October 09, 2008
Special to the Star
Ginella Massa has worked hard to reach her fourth year of university. Along the way, she's tried her best to keep her student debt to a minimum. But even though she's worked part-time and moved home to save money, it has crept up to a discouraging number.
She recently received a letter from OSAP with an update of what she owes – $31,867. It was a shock, considering she thought her debt was running at about $20,000.
"And that's before the interest kicks in. I knew I owed a lot, but I didn't realize just how much that really was. It's a big reality check," says Massa, a communications and sociology student who is also taking broadcast journalism in a joint program offered by York University and Seneca College.
The 21-year-old Toronto resident worked this summer at Harbourfront Centre and has continued to pick up hours as an usher at the theatre there, even though it makes for a heavy schedule if she takes on too many hours.
"My job is flexible, which is great. But it's always a toss-up – fewer hours means less income; it's always a sacrifice."
Massa's situation is not unusual. The average student debt across Canada is about $25,000 by graduation, according to the Canadian Federation of Students.
A debt clock on the federation's website shows the overall student debt is now more than $12.8 billion. And that's just the federal portion of student loans. It doesn't include the 40 per cent of loans that come from provinces or private sources, and it doesn't include any interest.
"From talking to students on any campus in this country, we find many have part-time jobs and some are driven to part-time studies to make ends meet," says Katherine Giroux-Bougard, national chair of the federation. "What's scary is that many people might not even try (to go to school) because when you hear those numbers, it's a pretty scary debt to have when you're in your early 20s."
Massa has learned along the way where she can cut expenses. She lived near campus in her first year-and-a-half of university, sharing with two roommates, including her older sister, and paid $500 a month for rent. When that became too costly, the two girls moved back home. She now lives an hour from school and commutes by TTC at a cost of about $100 a month.
"I actually just got my (driver's) licence over the summer and I drive to school about once a week. Although it cuts my travel time in half, gas is way too expensive and parking at York University is ridiculous, so it's not really much of an option."
Her tuition is between $4,500 and $5,000 a year depending on how many credits she is taking.
The Association of Universities and Colleges estimates a four-year undergrad degree costs about $50,000 – or $12,500 per year. Depending on the program and province, that total can rise to $60,000 or $80,000.
Estimating how much your degree or diploma will cost can be difficult because of variables such as accommodation, transit and extra program fees.
"It's one of the big mysteries for students and parents," says Tom Hamza, president of the Investor Education Fund, a non-profit organization that helps Ontarians with financial literacy.

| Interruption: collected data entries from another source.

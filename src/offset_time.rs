// SPDX-License-Identifier: AGPL-3.0-or-later
// Copyright (C) 2026 Vallés Puig, Ramon

//! Time-of-day with a fixed UTC offset.
//!
//! [`OffsetTime`] pairs a [`NaiveTime`] with the [`FixedOffset`] it is
//! expressed in.  Ordering works on the instant-equivalent (the moment the
//! time names on 1970-01-01 at that offset), while `==` compares both
//! fields — `10:00+02:00` and `09:00+01:00` name the same instant but are
//! different values.
//!
//! Because of that split this type exposes `is_equal_or_after` /
//! `is_equal_or_before` but not a derived `is_equal`; use `==`.

use chrono::{DateTime, FixedOffset, NaiveTime, TimeDelta, Timelike};
use std::cmp::Ordering;
use std::fmt;

#[cfg(feature = "serde")]
use serde::{ser::SerializeStruct, Deserialize, Deserializer, Serialize, Serializer};

use crate::compare::{TemporalOrder, TemporalOrderExt};

const NANOS_PER_SEC: i64 = 1_000_000_000;

/// A time-of-day such as `10:15:30+01:00`.
///
/// # Examples
///
/// ```
/// use chronext::{OffsetTime, TemporalOrderExt};
/// use chrono::{FixedOffset, NaiveTime};
///
/// let berlin = FixedOffset::east_opt(2 * 3600).unwrap();
/// let london = FixedOffset::east_opt(3600).unwrap();
///
/// let a = OffsetTime::new(NaiveTime::from_hms_opt(10, 0, 0).unwrap(), berlin);
/// let b = OffsetTime::new(NaiveTime::from_hms_opt(10, 0, 0).unwrap(), london);
///
/// // 10:00+02:00 is an hour before 10:00+01:00 on the instant axis.
/// assert!(a.is_equal_or_before(&b));
/// assert_ne!(a, b);
/// ```
#[derive(Debug, Copy, Clone, PartialEq, Eq)]
pub struct OffsetTime {
    time: NaiveTime,
    offset: FixedOffset,
}

impl OffsetTime {
    /// Create from a local time and the offset it is expressed in.
    #[inline]
    pub const fn new(time: NaiveTime, offset: FixedOffset) -> Self {
        Self { time, offset }
    }

    /// Extract the time-of-day of an offset date-time.
    #[inline]
    pub fn from_datetime(datetime: &DateTime<FixedOffset>) -> Self {
        Self {
            time: datetime.time(),
            offset: *datetime.offset(),
        }
    }

    /// The local time-of-day.
    #[inline]
    pub const fn time(&self) -> NaiveTime {
        self.time
    }

    /// The UTC offset.
    #[inline]
    pub const fn offset(&self) -> FixedOffset {
        self.offset
    }

    /// Same local time, re-labelled with another offset.
    ///
    /// The named instant changes; the clock reading does not.
    #[inline]
    pub const fn with_offset_same_local(self, offset: FixedOffset) -> Self {
        Self {
            time: self.time,
            offset,
        }
    }

    /// Same instant, expressed in another offset.
    ///
    /// The clock reading is shifted by the offset difference, wrapping
    /// around midnight.
    pub fn with_offset_same_instant(self, offset: FixedOffset) -> Self {
        let shift = offset.local_minus_utc() - self.offset.local_minus_utc();
        Self {
            time: self.time + TimeDelta::seconds(i64::from(shift)),
            offset,
        }
    }

    /// Nanoseconds of the instant this time names on the epoch day.
    ///
    /// Canonical intermediate for ordering; may be negative for eastern
    /// offsets near midnight.
    fn instant_nanos(&self) -> i64 {
        let local = i64::from(self.time.num_seconds_from_midnight()) * NANOS_PER_SEC
            + i64::from(self.time.nanosecond());
        local - i64::from(self.offset.local_minus_utc()) * NANOS_PER_SEC
    }
}

impl fmt::Display for OffsetTime {
    fn fmt(&self, f: &mut fmt::Formatter<'_>) -> fmt::Result {
        write!(f, "{}{}", self.time, self.offset)
    }
}

/// Instant-equivalent order, tie-broken by the local clock reading.
impl TemporalOrder for OffsetTime {
    fn compare_to(&self, other: &Self) -> Ordering {
        self.instant_nanos()
            .cmp(&other.instant_nanos())
            .then_with(|| self.time.cmp(&other.time))
    }
}

impl TemporalOrderExt for OffsetTime {}

#[cfg(feature = "serde")]
impl Serialize for OffsetTime {
    fn serialize<S>(&self, serializer: S) -> Result<S::Ok, S::Error>
    where
        S: Serializer,
    {
        let mut s = serializer.serialize_struct("OffsetTime", 2)?;
        s.serialize_field("time", &self.time)?;
        s.serialize_field("offset_seconds", &self.offset.local_minus_utc())?;
        s.end()
    }
}

#[cfg(feature = "serde")]
impl<'de> Deserialize<'de> for OffsetTime {
    fn deserialize<D>(deserializer: D) -> Result<Self, D::Error>
    where
        D: Deserializer<'de>,
    {
        #[derive(Deserialize)]
        struct Raw {
            time: NaiveTime,
            offset_seconds: i32,
        }

        let raw = Raw::deserialize(deserializer)?;
        let offset = FixedOffset::east_opt(raw.offset_seconds)
            .ok_or_else(|| serde::de::Error::custom("offset out of range"))?;
        Ok(Self::new(raw.time, offset))
    }
}
// SPDX-License-Identifier: AGPL-3.0-or-later
// Copyright (C) 2026 Vallés Puig, Ramon

//! Crate error type.

/// Errors reported by the fallible operations of this crate.
///
/// Both variants are contract violations for the caller to avoid or handle;
/// nothing here is recoverable inside the crate.
#[derive(Debug, Clone, Copy, PartialEq, Eq, thiserror::Error)]
pub enum Error {
    /// `min_of` / `max_of` was called with an empty sequence.
    #[error("cannot select an extremum from an empty sequence")]
    EmptySelection,
    /// The epoch-second value does not fit chrono's representable timestamp
    /// range.
    #[error("epoch second {0} is outside the representable timestamp range")]
    EpochOutOfRange(i64),
}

"They don't have a very clear idea how much this is going to cost them," he says. "And it can be a difficult thing for a footloose 18-year-old to recognize they may actually graduate with a $40,000 debt."
One way to avoid racking up a huge debt is for parents to open a Registered Education Savings Plan and start saving when their children are young. (A calculator at investored.ca helps determine how much parents need to save.)
The federal government adds 20 per cent to each contribution, to a maximum grant of $500 per year per child and a lifetime limit of $7,200 per child.
The fund can be invested and grows tax-free, as long as the money is eventually spent on the child's education (or moved to an RRSP in the child's name).
Hamza suggests students should consider the high cost of education when considering which degree or program to take.
"If I'm going to have a $40,000 debt, am I going to take that engineering degree that gives me a $50,000 salary on the other end, or the degree that has great uncertainty as to how much I'm going to earn?"
He adds that when the provinces allow schools to hike tuition fees, the long-term effects on families are often not considered.
"Nobody in government is going to stand up and say, `Guess what, Canadian family, you're going to have to save this much more, starting five years ago, because of this policy decision.'"
According to Statistics Canada, tuition fees for the 2007/2008 academic year for full-time undergraduate students rose in six provinces.
The biggest increases were in New Brunswick and Quebec, where fees rose 4.8 per cent after a 10-year-freeze, and in Ontario, where they grew 4.4 per cent.